Tegenwerping (Romeinen verwijderden lijk):
De Romeinen, die niet wisten dat de Joden niet aan bedevaarten deden, kunnen het lijk weggenomen hebben om te voorkomen dat het een locus van (opstandige) verering zou worden. (En een eeuw later waren er wel bedevaarten, dus mogelijk waren die tijdens het bewind van Pilatus ook al begonnen.)
Antwoord:
Die veronderstelling kent nogal wat bezwaren:
  1. Zij is in strijd met de wacht die juist geplaatst was om te voorkomen dat het lichaam weggenomen zou worden.
  2. Ze is evenzeer in strijd met de toestemming die Pontius Pilatus aan Jozef van Arimathea gaf. Natuurlijk het zou mogelijk zijn dat Pilatus zich de gevolgen pas later zou realiseren, maar dat is onwaarschijnlijk gezien de vele eerdere messias­claims.
  3. Pilatus was gewaarschuwd voor de gevolgen als het lichaam zou verdwijnen (Mattheüs 27:64), dus hij had er alle belang bij dat te voorkomen.
  4. De Romeinen zouden dit zeker niet geheim hebben gehouden: hun strafsysteem was gebaseerd op openbaarheid en afschrikking. Een publieke lijk­verbranding, of andere vernietiging, van het lichaam zou dan in de lijn hebben gelegen.
  5. Pilatus zou niet gauw een Joods graf schennen, gezien de penibele politieke situatie waarin hij zich bevond. Evenmin zou hij een Sanhedrinlid schofferen door een door hem toegestane begrafenis achter zijn rug ongedaan te maken. Hij zou dat wellicht doen als hij de overige Joodse leiders daarmee kon plezieren, maar in dat geval zouden die het hebben geweten en bekend gemaakt. Die leiders zouden dan niet het sprookje dat de discipelen het lijk hadden gestolen de wereld in gestuurd hebben.
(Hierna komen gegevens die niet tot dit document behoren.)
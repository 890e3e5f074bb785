//! `*` wildcard matching for selector patterns.

/// Match `subject` against a `*`-delimited pattern.
///
/// The empty pattern matches only the empty subject. Without a `*` the
/// pattern must equal the subject. Otherwise the text before the first `*`
/// must be a prefix, each middle segment must occur in order after the
/// previous match, and unless the pattern ends in `*` the last segment must
/// end the subject.
pub fn glob_match(subject: &str, pattern: &str) -> bool {
    if pattern.is_empty() {
        return subject.is_empty();
    }

    let segments: Vec<&str> = pattern.split('*').collect();
    let &[first, ref middle @ .., last] = segments.as_slice() else {
        return subject == pattern;
    };

    let Some(mut rest) = subject.strip_prefix(first) else {
        return false;
    };
    for segment in middle {
        match rest.find(segment) {
            Some(idx) => rest = &rest[idx + segment.len()..],
            None => return false,
        }
    }
    rest.ends_with(last)
}
use std::collections::BTreeMap;

use gridmap_types::{Bucket, NodeIdentity, NodeType, RateStats};

use super::leaf::{leaf_name, Leaf, INTERNET, INTERNET_NODE};
use super::{GraphError, Node, NodeKind, Traffic};
use crate::config::{Group as GroupConfig, Selector};

pub(super) fn group_name(name: &str) -> String {
    format!("{name}.group")
}

/// Leaves of one group inside a region, with the arcs between them.
///
/// A leaf is created here either because it belongs to the group, or because
/// traffic crossing the group boundary referenced it. The latter are marked
/// auxiliary.
#[derive(Debug, Clone, PartialEq, Eq)]
pub struct Group {
    key: String,
    name: String,
    selectors: Vec<Selector>,
    leaves: BTreeMap<String, Leaf>,
    internet: bool,
    traffic: Traffic,
}

impl Group {
    pub(super) fn new(config: &GroupConfig) -> Self {
        Self {
            key: group_name(&config.name),
            name: config.name.clone(),
            selectors: config.selectors.clone(),
            leaves: BTreeMap::new(),
            internet: false,
            traffic: Traffic::default(),
        }
    }

    fn is_member(&self, name: &str, node_type: NodeType) -> bool {
        self.selectors.iter().any(|s| s.matches(name, node_type))
    }

    /// Get or create the node standing for an endpoint, returning its name.
    fn endpoint(&mut self, name: &str, node_type: NodeType) -> Result<String, GraphError> {
        if node_type == NodeType::Internet {
            self.internet = true;
            return Ok(INTERNET.to_string());
        }
        let key = leaf_name(name, node_type);
        if !self.leaves.contains_key(&key) {
            let auxiliary = !self.is_member(name, node_type);
            self.leaves.insert(key.clone(), Leaf::new(name, node_type, auxiliary));
        }
        if let Some(leaf) = self.leaves.get_mut(&key) {
            leaf.ensure_node(&[], "", name, node_type)?;
        }
        Ok(key)
    }

    pub fn leaf(&self, name: &str) -> Option<&Leaf> {
        self.leaves.get(name)
    }
}

impl Node for Group {
    fn name(&self) -> &str {
        &self.key
    }

    fn display_name(&self) -> &str {
        &self.name
    }

    fn kind(&self) -> NodeKind {
        NodeKind::Group
    }

    fn is_auxiliary(&self) -> bool {
        false
    }

    fn is_leaf(&self) -> bool {
        false
    }

    fn children(&self) -> Vec<&dyn Node> {
        let mut out: Vec<&dyn Node> = self.leaves.values().map(|l| l as &dyn Node).collect();
        if self.internet {
            out.push(&INTERNET_NODE);
        }
        out.sort_by(|a, b| a.name().cmp(b.name()));
        out
    }

    fn ensure_node(
        &mut self,
        _: &[GroupConfig],
        _: &str,
        name: &str,
        node_type: NodeType,
    ) -> Result<(), GraphError> {
        self.endpoint(name, node_type).map(|_| ())
    }

    fn add_traffic(
        &mut self,
        _: &[GroupConfig],
        bucket: Bucket,
        stats: RateStats,
        src: &NodeIdentity,
        tgt: &NodeIdentity,
    ) -> Result<(), GraphError> {
        let from = self.endpoint(&src.name, src.node_type)?;
        let to = self.endpoint(&tgt.name, tgt.node_type)?;
        self.traffic.add(&from, &to, bucket, stats)
    }

    fn traffic(&self) -> Option<&Traffic> {
        Some(&self.traffic)
    }
}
  6. Al zou hij de Joodse machthebbers niet van te voren ingelicht hebben, via hun goede connecties met de Romeinen zouden die de waarheid al gauw achteraf van Pilatus gehoord, en rondgebazuind hebben (bijvoorbeeld toen Paulus Handelingen 23:6 of Handelingen 24:21 uitsprak).
  7. De Romeinen waren meesters in bureaucratie — en in het archiveren van kopieën van documenten. Als iets dergelijks gebeurd zou zijn zou het in de Acten van Pilatus zijn opgetekend, en zou Paulus ronduit zijn uitgelachen telkens wanneer hij tegenover Romeinse hoogwaardigheidsbekleders over de opstanding begon.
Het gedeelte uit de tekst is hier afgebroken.